Analyzing the OpenAI GDPval Benchmark

library(huggingfaceR)
library(dplyr)
library(tidyr)
library(ggplot2)

Introduction

The GDPval benchmark from OpenAI is designed to evaluate AI model performance on real-world, economically valuable tasks. The dataset contains over 250 diverse, knowledge-based tasks spanning multiple occupations across 9 economic sectors, simulating authentic professional work scenarios.

Unlike synthetic benchmarks, GDPval tasks are grounded in actual occupational requirements: an accountant preparing a prepaid expense schedule, an audio engineer designing an IEM system, or a government analyst managing grant compliance. Each task includes detailed prompts and, in many cases, supporting reference files (documents, spreadsheets, images) that mirror real work contexts.

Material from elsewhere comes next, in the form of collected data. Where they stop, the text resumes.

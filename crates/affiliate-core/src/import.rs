//! Spreadsheet import of offers.
//!
//! The dashboard parses the sheet and posts one JSON object per row, keyed
//! by the sheet's header cells. This module maps headers onto offer fields,
//! parses the loosely formatted cells, and validates each row as an
//! [`OfferDraft`]. Persisting the drafts is the caller's job.

use std::str::FromStr;

use affiliate_types::lists::{eq_folded, list_from_value};
use affiliate_types::{Network, NetworkId, OfferDraft, OfferId};
use chrono::{DateTime, NaiveDate, Utc};
use rust_decimal::Decimal;
use serde::{Deserialize, Serialize};
use serde_json::{Map, Value};

use crate::validation::validate_offer;

/// Most rows accepted in one import request.
pub const MAX_IMPORT_ROWS: usize = 5_000;

/// A cell that could not be interpreted.
#[derive(Debug, Clone, PartialEq, Eq, thiserror::Error)]
pub enum ImportError {
    /// The payout cell is not a number.
    #[error("invalid payout {0:?}")]
    InvalidPayout(String),

    /// The date cell is neither RFC 3339 nor `YYYY-MM-DD`.
    #[error("invalid date {0:?}")]
    InvalidDate(String),

    /// The network cell names no known network.
    #[error("unknown network {0:?}")]
    UnknownNetwork(String),

    /// The request holds more rows than one import accepts.
    #[error("too many rows: {0} (max {MAX_IMPORT_ROWS})")]
    TooManyRows(usize),
}

/// An import request body.
#[derive(Debug, Clone, Default, PartialEq, Eq, Deserialize)]
pub struct ImportRequest {
    /// One object per sheet row, keyed by header.
    pub rows: Vec<Map<String, Value>>,
    /// Validate only, write nothing.
    #[serde(default)]
    pub dry_run: bool,
}

/// A row that failed to map or validate.
#[derive(Debug, Clone, PartialEq, Eq, Serialize)]
pub struct RowFailure {
    /// 1-based row number within the request.
    pub row: usize,
    /// Everything wrong with the row.
    pub errors: Vec<String>,
}

/// Result of an import.
#[derive(Debug, Clone, Default, PartialEq, Eq, Serialize)]
pub struct ImportReport {
    /// Rows received.
    pub total: usize,
    /// Rows written, or rows that would be written on a dry run.
    pub imported: usize,
    /// Rows rejected.
    pub failed: Vec<RowFailure>,
    /// Ids of created offers; empty on a dry run.
    pub offer_ids: Vec<OfferId>,
    /// Whether this was a dry run.
    pub dry_run: bool,
}

/// Offer field a sheet column maps onto.
#[derive(Debug, Clone, Copy, PartialEq, Eq)]
pub enum ImportField {
    /// `name`
    Name,
    /// `description`
    Description,
    /// `network_id`, by UUID or name
    Network,
    /// `tracking_url`
    TrackingUrl,
    /// `image_url`
    ImageUrl,
    /// `payout`
    Payout,
    /// `payout_type`
    PayoutType,
    /// `categories`
    Categories,
    /// `tags`
    Tags,
    /// `geo_targets`
    GeoTargets,
    /// `devices`
    Devices,
    /// `vertical`
    Vertical,
    /// `expires_at`
    ExpiresAt,
}

const ALIASES: &[(ImportField, &[&str])] = &[
    (ImportField::Name, &["name", "offer", "offername", "title"]),
    (ImportField::Description, &["description", "details"]),
    (ImportField::Network, &["network", "networkname", "networkid"]),
    (
        ImportField::TrackingUrl,
        &["trackingurl", "url", "link", "affiliatelink"],
    ),
    (ImportField::ImageUrl, &["image", "imageurl", "logo"]),
    (ImportField::Payout, &["payout", "commission", "rate"]),
    (ImportField::PayoutType, &["payouttype", "type", "model"]),
    (ImportField::Categories, &["categories", "category"]),
    (ImportField::Tags, &["tags", "tag"]),
    (
        ImportField::GeoTargets,
        &["geo", "geos", "countries", "geotargets"],
    ),
    (ImportField::Devices, &["devices", "device"]),
    (ImportField::Vertical, &["vertical", "verticals"]),
    (
        ImportField::ExpiresAt,
        &["expires", "expiresat", "expiry", "enddate"],
    ),
];

/// Map a header cell onto an offer field, ignoring case and separators.
pub fn field_for_header(header: &str) -> Option<ImportField> {
    let folded: String = header
        .chars()
        .filter(|c| !matches!(c, ' ' | '_' | '-'))
        .flat_map(char::to_lowercase)
        .collect();
    ALIASES
        .iter()
        .find(|(_, names)| names.contains(&folded.as_str()))
        .map(|(field, _)| *field)
}

/// Parse a payout cell such as `"$1,250.50"`, `"12"`, or `"€3.5"`.
pub fn parse_payout(raw: &str) -> Result<Decimal, ImportError> {
    let cleaned: String = raw
        .trim()
        .chars()
        .filter(|c| !matches!(c, '$' | '€' | '£' | ',' | ' '))
        .collect();
    Decimal::from_str(&cleaned).map_err(|_bad| ImportError::InvalidPayout(raw.to_owned()))
}

/// Parse a date cell: RFC 3339, or `YYYY-MM-DD` taken as midnight UTC.
pub fn parse_date(raw: &str) -> Result<DateTime<Utc>, ImportError> {
    let trimmed = raw.trim();
    if let Ok(dt) = DateTime::parse_from_rfc3339(trimmed) {
        return Ok(dt.with_timezone(&Utc));
    }
    NaiveDate::parse_from_str(trimmed, "%Y-%m-%d")
        .ok()
        .and_then(|d| d.and_hms_opt(0, 0, 0))
        .map(|dt| dt.and_utc())
        .ok_or_else(|| ImportError::InvalidDate(raw.to_owned()))
}

/// Resolve a network cell by UUID or case-insensitive name.
pub fn resolve_network(raw: &str, networks: &[Network]) -> Result<NetworkId, ImportError> {
    let trimmed = raw.trim();
    let found = trimmed.parse::<NetworkId>().map_or_else(
        |_not_uuid| {
            networks
                .iter()
                .find(|n| eq_folded(n.name.trim(), trimmed))
        },
        |id| networks.iter().find(|n| n.id == id),
    );
    found
        .map(|n| n.id)
        .ok_or_else(|| ImportError::UnknownNetwork(raw.to_owned()))
}

/// Check the request size before any row is mapped.
pub fn check_request(request: &ImportRequest) -> Result<(), ImportError> {
    if request.rows.len() > MAX_IMPORT_ROWS {
        return Err(ImportError::TooManyRows(request.rows.len()));
    }
    Ok(())
}

/// Map and validate one row into an offer draft.
///
/// Unknown headers are ignored. All problems in the row are collected.
pub fn map_row(row: &Map<String, Value>, networks: &[Network]) -> Result<OfferDraft, Vec<String>> {
    let mut draft = OfferDraft::default();
    let mut errors = Vec::new();

    for (header, value) in row {
        let Some(field) = field_for_header(header) else {
            continue;
        };
        match field {
            ImportField::Categories => draft.categories = list_from_value(value),
            ImportField::Tags => draft.tags = list_from_value(value),
            ImportField::GeoTargets => draft.geo_targets = list_from_value(value),
            ImportField::Devices => draft.devices = list_from_value(value),
            ImportField::Vertical => draft.vertical = list_from_value(value),
            scalar => {
                let Some(text) = cell_text(value) else {
                    continue;
                };
                if let Err(e) = set_scalar(&mut draft, scalar, text, networks) {
                    errors.push(e.to_string());
                }
            }
        }
    }

    if let Err(invalid) = validate_offer(&mut draft) {
        errors.extend(invalid.messages());
    }
    if errors.is_empty() { Ok(draft) } else { Err(errors) }
}

/// Map every row, splitting valid drafts from failures.
///
/// Drafts are returned with their 1-based row number.
pub fn map_rows(
    request: &ImportRequest,
    networks: &[Network],
) -> (Vec<(usize, OfferDraft)>, Vec<RowFailure>) {
    let mut drafts = Vec::new();
    let mut failed = Vec::new();
    for (row, index) in request.rows.iter().zip(1_usize..) {
        match map_row(row, networks) {
            Ok(draft) => drafts.push((index, draft)),
            Err(errors) => failed.push(RowFailure { row: index, errors }),
        }
    }
    (drafts, failed)
}

fn set_scalar(
    draft: &mut OfferDraft,
    field: ImportField,
    text: String,
    networks: &[Network],
) -> Result<(), ImportError> {
    match field {
        ImportField::Name => draft.name = text,
        ImportField::Description => draft.description = text,
        ImportField::TrackingUrl => draft.tracking_url = Some(text),
        ImportField::ImageUrl => draft.image_url = Some(text),
        ImportField::PayoutType => draft.payout_type = Some(text),
        ImportField::Payout => draft.payout = Some(parse_payout(&text)?),
        ImportField::ExpiresAt => draft.expires_at = Some(parse_date(&text)?),
        ImportField::Network => draft.network_id = Some(resolve_network(&text, networks)?),
        ImportField::Categories
        | ImportField::Tags
        | ImportField::GeoTargets
        | ImportField::Devices
        | ImportField::Vertical => {}
    }
    Ok(())
}

fn cell_text(value: &Value) -> Option<String> {
    let text = match value {
        Value::String(s) => s.trim().to_owned(),
        Value::Number(n) => n.to_string(),
        Value::Bool(b) => b.to_string(),
        Value::Null | Value::Array(_) | Value::Object(_) => return None,
    };
    (!text.is_empty()).then_some(text)
}

#[cfg(test)]
mod tests {
    #![allow(clippy::unwrap_used, clippy::indexing_slicing)]

    use chrono::{Datelike, Timelike};
    use serde_json::json;

    use super::*;

    fn network(name: &str) -> Network {
        let now = Utc::now();
        Network {
            id: NetworkId::new(),
            name: name.to_owned(),
            description: String::new(),
            logo_url: None,
            website_url: None,
            signup_url: None,
            categories: Vec::new(),
            tags: Vec::new(),
            geo_targets: Vec::new(),
            payment_methods: Vec::new(),
            payment_frequency: None,
            minimum_payout: None,
            commission_type: None,
            rating: None,
            featured: false,
            created_at: now,
            updated_at: now,
        }
    }

    fn row(value: Value) -> Map<String, Value> {
        match value {
            Value::Object(map) => map,
            _ => Map::new(),
        }
    }

    #[test]
    fn headers_match_aliases_loosely() {
        assert_eq!(field_for_header("Offer Name"), Some(ImportField::Name));
        assert_eq!(field_for_header("affiliate_link"), Some(ImportField::TrackingUrl));
        assert_eq!(field_for_header("End-Date"), Some(ImportField::ExpiresAt));
        assert_eq!(field_for_header("GEOS"), Some(ImportField::GeoTargets));
        assert_eq!(field_for_header("unrelated"), None);
    }

    #[test]
    fn payout_cells_with_currency_and_grouping() {
        assert_eq!(parse_payout("$1,250.50").unwrap(), Decimal::new(125_050, 2));
        assert_eq!(parse_payout(" 12 ").unwrap(), Decimal::from(12));
        assert!(parse_payout("ten").is_err());
    }

    #[test]
    fn dates_accept_rfc3339_and_plain_days() {
        let d = parse_date("2025-12-31").unwrap();
        assert_eq!((d.year(), d.month(), d.day(), d.hour()), (2025, 12, 31, 0));
        let t = parse_date("2025-12-31T10:30:00+02:00").unwrap();
        assert_eq!(t.hour(), 8);
        assert!(parse_date("31/12/2025").is_err());
    }

    #[test]
    fn networks_resolve_by_name_or_id() {
        let acme = network("Acme Ads");
        let networks = vec![acme.clone()];
        assert_eq!(resolve_network("acme ads", &networks).unwrap(), acme.id);
        assert_eq!(resolve_network(&acme.id.to_string(), &networks).unwrap(), acme.id);
        assert!(resolve_network("Other", &networks).is_err());
        assert!(resolve_network(&NetworkId::new().to_string(), &networks).is_err());
    }

    #[test]
    fn network_names_fold_beyond_ascii() {
        let aerzte = network("Ärzte Partner");
        let networks = vec![aerzte.clone()];
        assert_eq!(resolve_network(" ÄRZTE PARTNER ", &networks).unwrap(), aerzte.id);
        assert!(resolve_network("Arzte Partner", &networks).is_err());
    }

    #[test]
    fn full_row_maps_to_draft() {
        let acme = network("Acme");
        let cells = row(json!({
            "Offer Name": "Travel Card",
            "Network": "ACME",
            "Affiliate Link": "https://track.example.com/x",
            "Payout": "$45",
            "Payout Type": "CPA",
            "Countries": "US, CA",
            "Tags": ["travel", "Travel"],
            "Expiry": "2030-01-01",
            "Notes": "ignored column",
        }));
        let draft = map_row(&cells, &[acme.clone()]).unwrap();
        assert_eq!(draft.name, "Travel Card");
        assert_eq!(draft.network_id, Some(acme.id));
        assert_eq!(draft.payout, Some(Decimal::from(45)));
        assert_eq!(draft.geo_targets, vec!["US".to_owned(), "CA".to_owned()]);
        assert_eq!(draft.tags, vec!["travel".to_owned()]);
        assert!(draft.expires_at.is_some());
    }

    #[test]
    fn bad_rows_collect_every_error() {
        let cells = row(json!({
            "Payout": "lots",
            "Network": "Nobody",
        }));
        let errors = map_row(&cells, &[]).unwrap_err();
        assert_eq!(errors.len(), 3, "{errors:?}");
    }

    #[test]
    fn rows_are_numbered_from_one() {
        let request = ImportRequest {
            rows: vec![row(json!({"name": "ok"})), row(json!({"name": ""}))],
            dry_run: true,
        };
        let (drafts, failed) = map_rows(&request, &[]);
        assert_eq!(drafts.len(), 1);
        assert_eq!(drafts[0].0, 1);
        assert_eq!(failed[0].row, 2);
    }
}
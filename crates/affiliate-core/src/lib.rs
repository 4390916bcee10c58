//! Configuration, banner placement, and directory logic for the affiliate
//! directory.
//!
//! Everything here is pure or runtime-local: no database access and no
//! HTTP. The API crate loads rows through `affiliate-db` and hands them to
//! these functions.
//!
//! # Modules
//!
//! - [`config`] -- Configuration loading from `affiliate-config.yaml`
//! - [`placement`] -- Banner section assignment and rotation claims
//! - [`rotation`] -- Rotation cursor and interval-driven ticker
//! - [`countdown`] -- Time remaining until an expiry
//! - [`browse`] -- Filtering, sorting, and paging of listings
//! - [`validation`] -- Draft validation with configured limits
//! - [`bulk`] -- Bulk offer patches
//! - [`import`] -- Spreadsheet row mapping
//! - [`analytics`] -- Click summaries and per-banner tables
//! - [`audit`] -- Audit log entry construction

pub mod analytics;
pub mod audit;
pub mod browse;
pub mod bulk;
pub mod config;
pub mod countdown;
pub mod import;
pub mod placement;
pub mod rotation;
pub mod validation;

pub use config::{AppConfig, ConfigError, ConfigSource, PlacementConfig};
pub use countdown::{Countdown, WithCountdown};
pub use placement::{PagePlacement, RotationSlot, SectionSlot, assign_sections};
pub use rotation::{RotationCursor, RotationError, RotationFrame, RotationTicker};
pub use validation::ValidationError;
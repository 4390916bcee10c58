//! The store the API talks to.
//!
//! [`Directory`] is an enum over the two backends rather than a trait
//! object: every operation is a `match` that forwards to the per-table
//! `PostgreSQL` store or to the [`MemoryDirectory`].

use std::sync::Arc;

use affiliate_core::analytics::ClickFilter;
use affiliate_types::{
    AffiliateDetails, AffiliateDetailsDraft, AuditLogEntry, Banner, BannerClick, BannerClickCount,
    BannerDraft, BannerId, BannerRotation, MasterDataCategory, MasterDataDraft, MasterDataEntry,
    MasterDataId, Network, NetworkDraft, NetworkId, NetworkRequest, NetworkRequestDraft,
    NetworkRequestId, NetworkRequestStatus, NewAuditEntry, NewBannerClick, Offer, OfferDraft,
    OfferId, RotationDraft, RotationId,
};
use chrono::{DateTime, Utc};

use crate::audit_store::AuditStore;
use crate::banner_store::BannerStore;
use crate::click_store::ClickStore;
use crate::error::DbError;
use crate::master_data_store::MasterDataStore;
use crate::memory::MemoryDirectory;
use crate::network_store::NetworkStore;
use crate::offer_store::{OfferStore, draft_of};
use crate::postgres::PostgresPool;
use crate::request_store::RequestStore;

/// A handle to the directory's persistent state.
#[derive(Debug, Clone)]
pub enum Directory {
    /// Backed by `PostgreSQL`.
    Postgres(PostgresPool),
    /// Backed by process memory.
    Memory(Arc<MemoryDirectory>),
}

impl Directory {
    /// A fresh, empty in-memory directory.
    pub fn memory() -> Self {
        Self::Memory(Arc::new(MemoryDirectory::new()))
    }

    /// Short backend name for logs and the health endpoint.
    pub const fn backend(&self) -> &'static str {
        match self {
            Self::Postgres(_) => "postgres",
            Self::Memory(_) => "memory",
        }
    }

    /// Check that the backend is reachable.
    pub async fn ping(&self) -> Result<(), DbError> {
        match self {
            Self::Postgres(pg) => pg.ping().await,
            Self::Memory(_) => Ok(()),
        }
    }

    /// Release backend resources.
    pub async fn close(&self) {
        if let Self::Postgres(pg) = self {
            pg.close().await;
        }
    }

    // -----------------------------------------------------------------------
    // Networks
    // -----------------------------------------------------------------------

    /// List every network, oldest first.
    pub async fn list_networks(&self) -> Result<Vec<Network>, DbError> {
        match self {
            Self::Postgres(pg) => NetworkStore::new(pg.pool()).list().await,
            Self::Memory(mem) => Ok(mem.list_networks().await),
        }
    }

    /// Load one network.
    pub async fn get_network(&self, id: NetworkId) -> Result<Option<Network>, DbError> {
        match self {
            Self::Postgres(pg) => NetworkStore::new(pg.pool()).get(id).await,
            Self::Memory(mem) => Ok(mem.get_network(id).await),
        }
    }

    /// Insert a network.
    pub async fn insert_network(&self, draft: &NetworkDraft) -> Result<Network, DbError> {
        match self {
            Self::Postgres(pg) => NetworkStore::new(pg.pool()).insert(draft).await,
            Self::Memory(mem) => Ok(mem.insert_network(draft).await),
        }
    }

    /// Replace a network.
    pub async fn update_network(&self, id: NetworkId, draft: &NetworkDraft) -> Result<Option<Network>, DbError> {
        match self {
            Self::Postgres(pg) => NetworkStore::new(pg.pool()).update(id, draft).await,
            Self::Memory(mem) => Ok(mem.update_network(id, draft).await),
        }
    }

    /// Delete a network. Its offers lose their owner.
    pub async fn delete_network(&self, id: NetworkId) -> Result<Option<Network>, DbError> {
        match self {
            Self::Postgres(pg) => NetworkStore::new(pg.pool()).delete(id).await,
            Self::Memory(mem) => Ok(mem.delete_network(id).await),
        }
    }

    /// Load the private account details for a network.
    pub async fn affiliate_details(&self, id: NetworkId) -> Result<Option<AffiliateDetails>, DbError> {
        match self {
            Self::Postgres(pg) => NetworkStore::new(pg.pool()).affiliate_details(id).await,
            Self::Memory(mem) => Ok(mem.affiliate_details(id).await),
        }
    }

    /// Insert or replace the private account details for a network.
    pub async fn upsert_affiliate_details(
        &self,
        id: NetworkId,
        draft: &AffiliateDetailsDraft,
    ) -> Result<AffiliateDetails, DbError> {
        match self {
            Self::Postgres(pg) => {
                NetworkStore::new(pg.pool())
                    .upsert_affiliate_details(id, draft)
                    .await
            }
            Self::Memory(mem) => mem.upsert_affiliate_details(id, draft).await,
        }
    }

    // -----------------------------------------------------------------------
    // Offers
    // -----------------------------------------------------------------------

    /// List every offer, oldest first.
    pub async fn list_offers(&self) -> Result<Vec<Offer>, DbError> {
        match self {
            Self::Postgres(pg) => OfferStore::new(pg.pool()).list().await,
            Self::Memory(mem) => Ok(mem.list_offers().await),
        }
    }

    /// List offers owned by one network.
    pub async fn list_offers_for_network(&self, network_id: NetworkId) -> Result<Vec<Offer>, DbError> {
        match self {
            Self::Postgres(pg) => OfferStore::new(pg.pool()).list_for_network(network_id).await,
            Self::Memory(mem) => Ok(mem.list_offers_for_network(network_id).await),
        }
    }

    /// Load one offer.
    pub async fn get_offer(&self, id: OfferId) -> Result<Option<Offer>, DbError> {
        match self {
            Self::Postgres(pg) => OfferStore::new(pg.pool()).get(id).await,
            Self::Memory(mem) => Ok(mem.get_offer(id).await),
        }
    }

    /// Load several offers.
    pub async fn get_offers(&self, ids: &[OfferId]) -> Result<Vec<Offer>, DbError> {
        match self {
            Self::Postgres(pg) => OfferStore::new(pg.pool()).get_many(ids).await,
            Self::Memory(mem) => Ok(mem.get_offers(ids).await),
        }
    }

    /// Insert an offer.
    pub async fn insert_offer(&self, draft: &OfferDraft) -> Result<Offer, DbError> {
        match self {
            Self::Postgres(pg) => OfferStore::new(pg.pool()).insert(draft).await,
            Self::Memory(mem) => mem.insert_offer(draft).await,
        }
    }

    /// Replace an offer.
    pub async fn update_offer(&self, id: OfferId, draft: &OfferDraft) -> Result<Option<Offer>, DbError> {
        match self {
            Self::Postgres(pg) => OfferStore::new(pg.pool()).update(id, draft).await,
            Self::Memory(mem) => mem.update_offer(id, draft).await,
        }
    }

    /// Write back a complete offer record.
    pub async fn save_offer(&self, offer: &Offer) -> Result<Option<Offer>, DbError> {
        match self {
            Self::Postgres(pg) => OfferStore::new(pg.pool()).save(offer).await,
            Self::Memory(mem) => mem.update_offer(offer.id, &draft_of(offer)).await,
        }
    }

    /// Delete an offer.
    pub async fn delete_offer(&self, id: OfferId) -> Result<Option<Offer>, DbError> {
        match self {
            Self::Postgres(pg) => OfferStore::new(pg.pool()).delete(id).await,
            Self::Memory(mem) => Ok(mem.delete_offer(id).await),
        }
    }

    // -----------------------------------------------------------------------
    // Banners and rotations
    // -----------------------------------------------------------------------

    /// List every banner, oldest first.
    pub async fn list_banners(&self) -> Result<Vec<Banner>, DbError> {
        match self {
            Self::Postgres(pg) => BannerStore::new(pg.pool()).list().await,
            Self::Memory(mem) => Ok(mem.list_banners().await),
        }
    }

    /// Load one banner.
    pub async fn get_banner(&self, id: BannerId) -> Result<Option<Banner>, DbError> {
        match self {
            Self::Postgres(pg) => BannerStore::new(pg.pool()).get(id).await,
            Self::Memory(mem) => Ok(mem.get_banner(id).await),
        }
    }

    /// Insert a banner.
    pub async fn insert_banner(&self, draft: &BannerDraft) -> Result<Banner, DbError> {
        match self {
            Self::Postgres(pg) => BannerStore::new(pg.pool()).insert(draft).await,
            Self::Memory(mem) => Ok(mem.insert_banner(draft).await),
        }
    }

    /// Delete a banner, returning it and the rotations it was removed from.
    pub async fn delete_banner(&self, id: BannerId) -> Result<Option<(Banner, Vec<BannerRotation>)>, DbError> {
        match self {
            Self::Postgres(pg) => BannerStore::new(pg.pool()).delete(id).await,
            Self::Memory(mem) => Ok(mem.delete_banner(id).await),
        }
    }

    /// List every rotation, oldest first.
    pub async fn list_rotations(&self) -> Result<Vec<BannerRotation>, DbError> {
        match self {
            Self::Postgres(pg) => BannerStore::new(pg.pool()).list_rotations().await,
            Self::Memory(mem) => Ok(mem.list_rotations().await),
        }
    }

    /// Load one rotation.
    pub async fn get_rotation(&self, id: RotationId) -> Result<Option<BannerRotation>, DbError> {
        match self {
            Self::Postgres(pg) => BannerStore::new(pg.pool()).get_rotation(id).await,
            Self::Memory(mem) => Ok(mem.get_rotation(id).await),
        }
    }

    /// Insert a rotation.
    pub async fn insert_rotation(&self, draft: &RotationDraft) -> Result<BannerRotation, DbError> {
        match self {
            Self::Postgres(pg) => BannerStore::new(pg.pool()).insert_rotation(draft).await,
            Self::Memory(mem) => Ok(mem.insert_rotation(draft).await),
        }
    }

    /// Delete a rotation.
    pub async fn delete_rotation(&self, id: RotationId) -> Result<Option<BannerRotation>, DbError> {
        match self {
            Self::Postgres(pg) => BannerStore::new(pg.pool()).delete_rotation(id).await,
            Self::Memory(mem) => Ok(mem.delete_rotation(id).await),
        }
    }

    // -----------------------------------------------------------------------
    // Master data
    // -----------------------------------------------------------------------

    /// List master data, optionally for one category.
    pub async fn list_master_data(
        &self,
        category: Option<MasterDataCategory>,
    ) -> Result<Vec<MasterDataEntry>, DbError> {
        match self {
            Self::Postgres(pg) => MasterDataStore::new(pg.pool()).list(category).await,
            Self::Memory(mem) => Ok(mem.list_master_data(category).await),
        }
    }

    /// Insert a master data value.
    pub async fn insert_master_data(&self, draft: &MasterDataDraft) -> Result<MasterDataEntry, DbError> {
        match self {
            Self::Postgres(pg) => MasterDataStore::new(pg.pool()).insert(draft).await,
            Self::Memory(mem) => mem.insert_master_data(draft).await,
        }
    }

    /// Delete a master data value.
    pub async fn delete_master_data(&self, id: MasterDataId) -> Result<Option<MasterDataEntry>, DbError> {
        match self {
            Self::Postgres(pg) => MasterDataStore::new(pg.pool()).delete(id).await,
            Self::Memory(mem) => Ok(mem.delete_master_data(id).await),
        }
    }

    // -----------------------------------------------------------------------
    // Audit log
    // -----------------------------------------------------------------------

    /// Append an audit entry.
    pub async fn record_audit(&self, entry: &NewAuditEntry) -> Result<AuditLogEntry, DbError> {
        match self {
            Self::Postgres(pg) => AuditStore::new(pg.pool()).record(entry).await,
            Self::Memory(mem) => Ok(mem.record_audit(entry).await),
        }
    }

    /// List audit entries newest first.
    pub async fn list_audit(&self, entity: Option<&str>, limit: usize) -> Result<Vec<AuditLogEntry>, DbError> {
        match self {
            Self::Postgres(pg) => AuditStore::new(pg.pool()).list(entity, limit).await,
            Self::Memory(mem) => Ok(mem.list_audit(entity, limit).await),
        }
    }

    // -----------------------------------------------------------------------
    // Clicks
    // -----------------------------------------------------------------------

    /// Insert a click.
    pub async fn record_click(&self, click: &NewBannerClick) -> Result<BannerClick, DbError> {
        match self {
            Self::Postgres(pg) => ClickStore::new(pg.pool()).record(click).await,
            Self::Memory(mem) => mem.record_click(click).await,
        }
    }

    /// Raw clicks matching `filter`, newest first.
    pub async fn list_clicks(&self, filter: &ClickFilter) -> Result<Vec<BannerClick>, DbError> {
        match self {
            Self::Postgres(pg) => ClickStore::new(pg.pool()).list(filter).await,
            Self::Memory(mem) => Ok(mem.list_clicks(filter).await),
        }
    }

    /// Every click inside the window.
    pub async fn clicks_between(
        &self,
        since: Option<DateTime<Utc>>,
        until: Option<DateTime<Utc>>,
    ) -> Result<Vec<BannerClick>, DbError> {
        match self {
            Self::Postgres(pg) => ClickStore::new(pg.pool()).between(since, until).await,
            Self::Memory(mem) => Ok(mem.clicks_between(since, until).await),
        }
    }

    /// Per-banner click totals.
    pub async fn click_counts(&self) -> Result<Vec<BannerClickCount>, DbError> {
        match self {
            Self::Postgres(pg) => ClickStore::new(pg.pool()).counts().await,
            Self::Memory(mem) => Ok(mem.click_counts().await),
        }
    }

    // -----------------------------------------------------------------------
    // Network requests
    // -----------------------------------------------------------------------

    /// Insert a pending join request.
    pub async fn create_request(&self, draft: &NetworkRequestDraft) -> Result<NetworkRequest, DbError> {
        match self {
            Self::Postgres(pg) => RequestStore::new(pg.pool()).create(draft).await,
            Self::Memory(mem) => Ok(mem.create_request(draft).await),
        }
    }

    /// List join requests newest first.
    pub async fn list_requests(
        &self,
        status: Option<NetworkRequestStatus>,
    ) -> Result<Vec<NetworkRequest>, DbError> {
        match self {
            Self::Postgres(pg) => RequestStore::new(pg.pool()).list(status).await,
            Self::Memory(mem) => Ok(mem.list_requests(status).await),
        }
    }

    /// Load one join request.
    pub async fn get_request(&self, id: NetworkRequestId) -> Result<Option<NetworkRequest>, DbError> {
        match self {
            Self::Postgres(pg) => RequestStore::new(pg.pool()).get(id).await,
            Self::Memory(mem) => Ok(mem.get_request(id).await),
        }
    }

    /// Approve or reject a join request.
    pub async fn review_request(
        &self,
        id: NetworkRequestId,
        status: NetworkRequestStatus,
    ) -> Result<Option<NetworkRequest>, DbError> {
        match self {
            Self::Postgres(pg) => RequestStore::new(pg.pool()).review(id, status).await,
            Self::Memory(mem) => Ok(mem.review_request(id, status).await),
        }
    }
}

This vignette demonstrates how to use huggingfaceR to analyze the GDPval benchmark from the perspective of AI productivity research. You will learn to:

Load the dataset directly from the Hugging Face Hub
Explore the distribution of tasks across occupations and sectors
Apply semantic embeddings to task prompts
Discover latent structure in economically valuable tasks through clustering
Classify tasks along research-relevant dimensions using zero-shot models
Measure semantic similarity between occupations
Visualize the embedding space of economic work

These analyses illustrate how huggingfaceR enables programmatic, reproducible research over structured task corpora, operations that could not be replicated through conversational prompting alone.

Loading the Dataset

The GDPval benchmark is hosted as a standard Hugging Face Dataset, so we can load it directly using hf_load_dataset(). This returns a tibble ready for analysis.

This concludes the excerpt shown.